----- RECORDS SHOWN -----

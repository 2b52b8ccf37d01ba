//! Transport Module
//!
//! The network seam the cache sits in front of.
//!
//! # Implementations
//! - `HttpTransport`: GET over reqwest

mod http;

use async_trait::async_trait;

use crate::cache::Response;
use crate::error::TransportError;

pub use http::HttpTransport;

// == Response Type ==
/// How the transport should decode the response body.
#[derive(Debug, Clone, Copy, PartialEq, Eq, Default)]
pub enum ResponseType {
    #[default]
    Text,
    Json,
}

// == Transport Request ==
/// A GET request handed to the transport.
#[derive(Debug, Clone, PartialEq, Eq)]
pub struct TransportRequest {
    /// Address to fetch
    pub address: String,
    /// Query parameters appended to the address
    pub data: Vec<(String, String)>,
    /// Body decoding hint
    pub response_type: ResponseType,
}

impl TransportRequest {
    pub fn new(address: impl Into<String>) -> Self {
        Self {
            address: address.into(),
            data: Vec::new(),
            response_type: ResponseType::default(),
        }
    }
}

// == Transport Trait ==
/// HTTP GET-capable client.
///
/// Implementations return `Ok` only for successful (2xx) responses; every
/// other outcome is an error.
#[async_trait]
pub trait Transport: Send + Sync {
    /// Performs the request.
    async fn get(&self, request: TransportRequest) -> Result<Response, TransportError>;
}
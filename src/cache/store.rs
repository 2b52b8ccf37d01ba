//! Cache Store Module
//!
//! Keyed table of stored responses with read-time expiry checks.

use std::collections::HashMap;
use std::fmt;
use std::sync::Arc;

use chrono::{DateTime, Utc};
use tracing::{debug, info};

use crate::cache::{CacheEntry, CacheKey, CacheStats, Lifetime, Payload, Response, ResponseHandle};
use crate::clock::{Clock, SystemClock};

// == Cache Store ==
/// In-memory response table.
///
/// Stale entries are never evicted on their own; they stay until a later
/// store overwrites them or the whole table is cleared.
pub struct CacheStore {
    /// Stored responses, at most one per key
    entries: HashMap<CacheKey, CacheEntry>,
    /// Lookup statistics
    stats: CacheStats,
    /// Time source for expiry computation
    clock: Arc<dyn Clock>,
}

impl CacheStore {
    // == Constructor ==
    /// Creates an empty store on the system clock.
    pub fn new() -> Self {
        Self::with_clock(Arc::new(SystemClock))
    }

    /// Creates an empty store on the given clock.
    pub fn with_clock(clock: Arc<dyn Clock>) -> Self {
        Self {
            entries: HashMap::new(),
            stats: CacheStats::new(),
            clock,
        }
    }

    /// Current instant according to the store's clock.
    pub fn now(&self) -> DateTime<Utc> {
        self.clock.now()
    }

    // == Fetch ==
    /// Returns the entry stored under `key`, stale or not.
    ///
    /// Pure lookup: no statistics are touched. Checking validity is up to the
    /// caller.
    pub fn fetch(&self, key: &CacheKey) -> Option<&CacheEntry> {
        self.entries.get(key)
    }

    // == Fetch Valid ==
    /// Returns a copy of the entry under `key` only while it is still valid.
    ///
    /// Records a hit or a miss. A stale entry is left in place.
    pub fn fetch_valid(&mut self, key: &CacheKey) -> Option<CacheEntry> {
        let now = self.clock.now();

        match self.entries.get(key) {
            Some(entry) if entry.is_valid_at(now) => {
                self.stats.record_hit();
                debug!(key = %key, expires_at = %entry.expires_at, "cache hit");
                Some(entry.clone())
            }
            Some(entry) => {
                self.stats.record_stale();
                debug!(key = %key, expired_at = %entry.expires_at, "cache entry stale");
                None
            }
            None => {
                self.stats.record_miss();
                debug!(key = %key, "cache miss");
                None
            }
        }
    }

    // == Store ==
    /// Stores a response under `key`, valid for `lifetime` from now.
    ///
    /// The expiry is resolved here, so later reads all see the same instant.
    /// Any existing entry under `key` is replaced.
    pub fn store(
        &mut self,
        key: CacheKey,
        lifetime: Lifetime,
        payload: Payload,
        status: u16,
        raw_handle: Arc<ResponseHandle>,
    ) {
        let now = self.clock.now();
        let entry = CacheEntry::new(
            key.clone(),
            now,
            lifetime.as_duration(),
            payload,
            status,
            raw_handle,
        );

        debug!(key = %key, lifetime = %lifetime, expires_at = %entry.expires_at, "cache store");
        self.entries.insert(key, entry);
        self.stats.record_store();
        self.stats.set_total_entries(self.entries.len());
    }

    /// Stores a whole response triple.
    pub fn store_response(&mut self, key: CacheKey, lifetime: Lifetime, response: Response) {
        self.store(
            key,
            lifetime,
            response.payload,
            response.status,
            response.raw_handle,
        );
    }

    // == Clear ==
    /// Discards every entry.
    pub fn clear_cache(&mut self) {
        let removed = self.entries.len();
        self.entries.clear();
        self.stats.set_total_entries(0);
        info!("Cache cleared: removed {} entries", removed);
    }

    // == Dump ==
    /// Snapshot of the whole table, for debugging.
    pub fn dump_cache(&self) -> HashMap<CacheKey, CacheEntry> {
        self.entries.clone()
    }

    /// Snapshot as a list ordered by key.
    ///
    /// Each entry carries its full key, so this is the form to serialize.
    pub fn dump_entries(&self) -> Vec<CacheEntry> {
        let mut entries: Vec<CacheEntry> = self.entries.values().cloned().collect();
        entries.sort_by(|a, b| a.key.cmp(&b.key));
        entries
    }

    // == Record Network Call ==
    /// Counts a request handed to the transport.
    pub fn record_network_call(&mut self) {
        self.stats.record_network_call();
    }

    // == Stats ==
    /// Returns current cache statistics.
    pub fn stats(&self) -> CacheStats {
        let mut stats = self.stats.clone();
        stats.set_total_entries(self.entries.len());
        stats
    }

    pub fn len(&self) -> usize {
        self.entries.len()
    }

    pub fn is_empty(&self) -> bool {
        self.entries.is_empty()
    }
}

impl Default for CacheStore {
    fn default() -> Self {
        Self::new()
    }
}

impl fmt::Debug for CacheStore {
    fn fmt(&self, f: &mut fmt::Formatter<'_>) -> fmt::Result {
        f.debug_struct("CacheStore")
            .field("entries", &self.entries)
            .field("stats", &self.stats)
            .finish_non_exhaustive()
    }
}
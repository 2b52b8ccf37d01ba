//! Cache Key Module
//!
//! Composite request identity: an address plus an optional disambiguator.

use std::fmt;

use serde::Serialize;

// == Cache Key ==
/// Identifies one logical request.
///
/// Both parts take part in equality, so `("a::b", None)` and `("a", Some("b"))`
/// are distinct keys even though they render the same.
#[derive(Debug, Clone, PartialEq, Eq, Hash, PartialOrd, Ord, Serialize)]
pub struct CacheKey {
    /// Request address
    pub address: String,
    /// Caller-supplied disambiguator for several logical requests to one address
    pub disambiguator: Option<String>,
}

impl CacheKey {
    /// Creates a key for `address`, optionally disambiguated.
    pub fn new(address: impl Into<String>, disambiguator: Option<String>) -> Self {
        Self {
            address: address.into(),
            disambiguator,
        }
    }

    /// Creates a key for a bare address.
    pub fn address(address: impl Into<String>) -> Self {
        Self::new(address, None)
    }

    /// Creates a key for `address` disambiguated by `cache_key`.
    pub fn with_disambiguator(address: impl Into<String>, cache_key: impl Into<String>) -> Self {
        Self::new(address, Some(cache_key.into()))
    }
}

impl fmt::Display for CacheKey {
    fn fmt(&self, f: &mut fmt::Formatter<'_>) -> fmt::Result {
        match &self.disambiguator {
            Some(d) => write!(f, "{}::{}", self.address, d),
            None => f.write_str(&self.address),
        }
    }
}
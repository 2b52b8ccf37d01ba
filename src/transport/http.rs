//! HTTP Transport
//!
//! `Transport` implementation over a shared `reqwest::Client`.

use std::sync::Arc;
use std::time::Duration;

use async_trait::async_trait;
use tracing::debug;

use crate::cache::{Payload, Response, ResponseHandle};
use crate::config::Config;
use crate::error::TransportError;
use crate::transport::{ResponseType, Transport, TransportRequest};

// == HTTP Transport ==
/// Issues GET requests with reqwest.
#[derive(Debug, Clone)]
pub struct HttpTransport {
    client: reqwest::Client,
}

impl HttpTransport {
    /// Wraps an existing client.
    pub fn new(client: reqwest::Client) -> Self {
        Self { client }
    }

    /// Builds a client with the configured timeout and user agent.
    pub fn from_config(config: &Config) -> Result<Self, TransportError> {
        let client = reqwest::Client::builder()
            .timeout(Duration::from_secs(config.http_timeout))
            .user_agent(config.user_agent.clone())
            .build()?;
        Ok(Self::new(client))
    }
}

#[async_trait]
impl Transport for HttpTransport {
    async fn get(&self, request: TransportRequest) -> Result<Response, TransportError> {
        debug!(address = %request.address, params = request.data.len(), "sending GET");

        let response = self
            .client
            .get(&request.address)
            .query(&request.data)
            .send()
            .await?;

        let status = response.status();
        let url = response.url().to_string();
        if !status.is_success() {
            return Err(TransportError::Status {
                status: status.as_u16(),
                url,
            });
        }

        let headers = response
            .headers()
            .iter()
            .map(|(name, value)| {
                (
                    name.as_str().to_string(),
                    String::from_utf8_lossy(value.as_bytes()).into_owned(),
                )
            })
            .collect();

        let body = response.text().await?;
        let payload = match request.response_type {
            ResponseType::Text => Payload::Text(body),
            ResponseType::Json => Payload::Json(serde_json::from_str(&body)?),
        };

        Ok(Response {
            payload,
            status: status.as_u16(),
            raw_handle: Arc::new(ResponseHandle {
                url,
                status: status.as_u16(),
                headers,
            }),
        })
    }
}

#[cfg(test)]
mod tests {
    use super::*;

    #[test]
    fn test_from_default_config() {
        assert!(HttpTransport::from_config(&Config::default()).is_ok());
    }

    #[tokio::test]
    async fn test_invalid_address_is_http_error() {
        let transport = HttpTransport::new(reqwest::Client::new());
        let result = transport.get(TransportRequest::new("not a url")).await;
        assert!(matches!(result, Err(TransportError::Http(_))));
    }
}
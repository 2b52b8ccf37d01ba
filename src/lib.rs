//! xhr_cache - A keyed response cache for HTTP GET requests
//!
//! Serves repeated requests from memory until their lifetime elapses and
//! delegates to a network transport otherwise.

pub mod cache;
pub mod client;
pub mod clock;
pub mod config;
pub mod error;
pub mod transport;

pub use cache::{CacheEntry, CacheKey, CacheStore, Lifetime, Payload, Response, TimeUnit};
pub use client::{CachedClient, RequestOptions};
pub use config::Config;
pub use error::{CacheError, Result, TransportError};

-----
----- RECORDS SHOWN -----

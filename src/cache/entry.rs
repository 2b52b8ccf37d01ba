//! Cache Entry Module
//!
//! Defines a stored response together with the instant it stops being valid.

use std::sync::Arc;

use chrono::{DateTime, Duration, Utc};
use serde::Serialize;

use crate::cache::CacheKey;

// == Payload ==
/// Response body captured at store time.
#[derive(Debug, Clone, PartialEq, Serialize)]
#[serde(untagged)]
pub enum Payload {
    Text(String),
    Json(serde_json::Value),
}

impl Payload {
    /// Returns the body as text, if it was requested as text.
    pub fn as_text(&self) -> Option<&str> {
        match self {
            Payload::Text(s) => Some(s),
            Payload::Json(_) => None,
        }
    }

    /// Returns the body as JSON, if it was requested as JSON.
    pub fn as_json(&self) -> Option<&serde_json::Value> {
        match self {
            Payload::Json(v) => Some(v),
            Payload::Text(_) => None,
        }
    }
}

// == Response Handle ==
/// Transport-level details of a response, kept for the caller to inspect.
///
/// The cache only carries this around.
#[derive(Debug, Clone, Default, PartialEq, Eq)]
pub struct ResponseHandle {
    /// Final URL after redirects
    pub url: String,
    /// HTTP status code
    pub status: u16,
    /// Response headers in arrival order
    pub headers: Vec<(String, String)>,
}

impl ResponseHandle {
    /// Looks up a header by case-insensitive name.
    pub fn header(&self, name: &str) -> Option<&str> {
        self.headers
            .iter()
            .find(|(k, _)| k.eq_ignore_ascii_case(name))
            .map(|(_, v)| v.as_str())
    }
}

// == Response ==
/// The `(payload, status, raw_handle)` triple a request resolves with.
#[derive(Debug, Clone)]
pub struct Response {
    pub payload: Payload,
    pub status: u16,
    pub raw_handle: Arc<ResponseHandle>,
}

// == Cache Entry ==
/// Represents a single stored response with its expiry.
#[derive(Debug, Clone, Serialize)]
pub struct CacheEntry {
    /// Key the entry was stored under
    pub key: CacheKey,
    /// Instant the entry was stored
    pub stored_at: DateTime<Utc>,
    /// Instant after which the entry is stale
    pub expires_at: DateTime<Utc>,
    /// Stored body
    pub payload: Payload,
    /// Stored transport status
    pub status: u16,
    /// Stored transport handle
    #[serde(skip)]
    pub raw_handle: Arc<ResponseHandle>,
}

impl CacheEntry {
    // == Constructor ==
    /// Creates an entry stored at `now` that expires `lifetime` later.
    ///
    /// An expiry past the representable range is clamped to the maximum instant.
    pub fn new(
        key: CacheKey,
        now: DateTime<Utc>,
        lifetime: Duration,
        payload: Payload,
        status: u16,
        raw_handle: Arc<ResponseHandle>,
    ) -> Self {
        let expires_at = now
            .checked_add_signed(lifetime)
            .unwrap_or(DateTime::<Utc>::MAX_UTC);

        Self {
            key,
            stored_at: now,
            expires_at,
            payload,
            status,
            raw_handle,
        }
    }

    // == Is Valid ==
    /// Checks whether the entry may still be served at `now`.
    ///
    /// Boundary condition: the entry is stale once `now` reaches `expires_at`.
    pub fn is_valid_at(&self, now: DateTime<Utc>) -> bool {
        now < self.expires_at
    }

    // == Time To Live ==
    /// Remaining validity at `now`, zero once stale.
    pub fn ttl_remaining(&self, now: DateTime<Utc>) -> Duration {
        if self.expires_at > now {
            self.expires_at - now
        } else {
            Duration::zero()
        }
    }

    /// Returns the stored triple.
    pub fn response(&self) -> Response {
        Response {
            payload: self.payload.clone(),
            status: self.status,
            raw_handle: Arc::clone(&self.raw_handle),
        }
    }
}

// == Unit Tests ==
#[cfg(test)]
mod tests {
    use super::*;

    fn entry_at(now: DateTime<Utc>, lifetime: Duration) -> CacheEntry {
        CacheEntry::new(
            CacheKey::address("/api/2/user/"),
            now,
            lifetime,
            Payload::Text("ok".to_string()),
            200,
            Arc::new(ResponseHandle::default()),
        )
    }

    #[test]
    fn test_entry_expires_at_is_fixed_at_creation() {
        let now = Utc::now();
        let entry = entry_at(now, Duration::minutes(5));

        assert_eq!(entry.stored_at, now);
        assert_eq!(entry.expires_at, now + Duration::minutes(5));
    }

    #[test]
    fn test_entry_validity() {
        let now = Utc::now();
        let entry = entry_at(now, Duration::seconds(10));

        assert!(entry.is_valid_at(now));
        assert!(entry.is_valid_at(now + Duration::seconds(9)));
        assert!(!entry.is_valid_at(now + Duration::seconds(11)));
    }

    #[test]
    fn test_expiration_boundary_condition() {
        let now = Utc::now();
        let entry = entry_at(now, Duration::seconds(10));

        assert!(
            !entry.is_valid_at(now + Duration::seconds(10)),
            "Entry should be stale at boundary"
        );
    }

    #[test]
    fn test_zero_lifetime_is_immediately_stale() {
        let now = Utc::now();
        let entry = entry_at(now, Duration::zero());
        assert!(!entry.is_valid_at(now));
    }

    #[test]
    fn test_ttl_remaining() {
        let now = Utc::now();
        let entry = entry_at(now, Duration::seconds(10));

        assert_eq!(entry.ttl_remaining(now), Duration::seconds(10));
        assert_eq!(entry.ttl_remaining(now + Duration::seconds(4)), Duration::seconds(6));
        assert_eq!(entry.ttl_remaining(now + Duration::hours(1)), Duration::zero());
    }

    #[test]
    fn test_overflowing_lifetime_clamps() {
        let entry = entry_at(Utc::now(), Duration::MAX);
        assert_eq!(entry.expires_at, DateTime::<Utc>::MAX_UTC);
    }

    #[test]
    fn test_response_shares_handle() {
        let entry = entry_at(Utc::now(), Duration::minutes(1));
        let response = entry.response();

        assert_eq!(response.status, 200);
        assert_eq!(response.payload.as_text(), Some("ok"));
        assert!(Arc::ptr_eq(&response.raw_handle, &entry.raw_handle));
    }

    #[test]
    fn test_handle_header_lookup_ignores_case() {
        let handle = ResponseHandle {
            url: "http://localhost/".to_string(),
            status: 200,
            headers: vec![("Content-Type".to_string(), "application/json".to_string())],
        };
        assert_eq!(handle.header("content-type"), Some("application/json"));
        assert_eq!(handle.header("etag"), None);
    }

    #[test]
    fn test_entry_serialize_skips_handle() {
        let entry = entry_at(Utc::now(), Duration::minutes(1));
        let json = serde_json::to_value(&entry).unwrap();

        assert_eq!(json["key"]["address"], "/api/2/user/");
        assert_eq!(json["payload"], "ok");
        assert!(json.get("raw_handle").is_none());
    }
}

-----

▶ [ASSIGNMENT] List, from the entries above, every line in which the word "chrono" shows up.

▶ [ANSWER BOX]
use chrono::{DateTime, Utc};
use chrono::{DateTime, Duration, Utc};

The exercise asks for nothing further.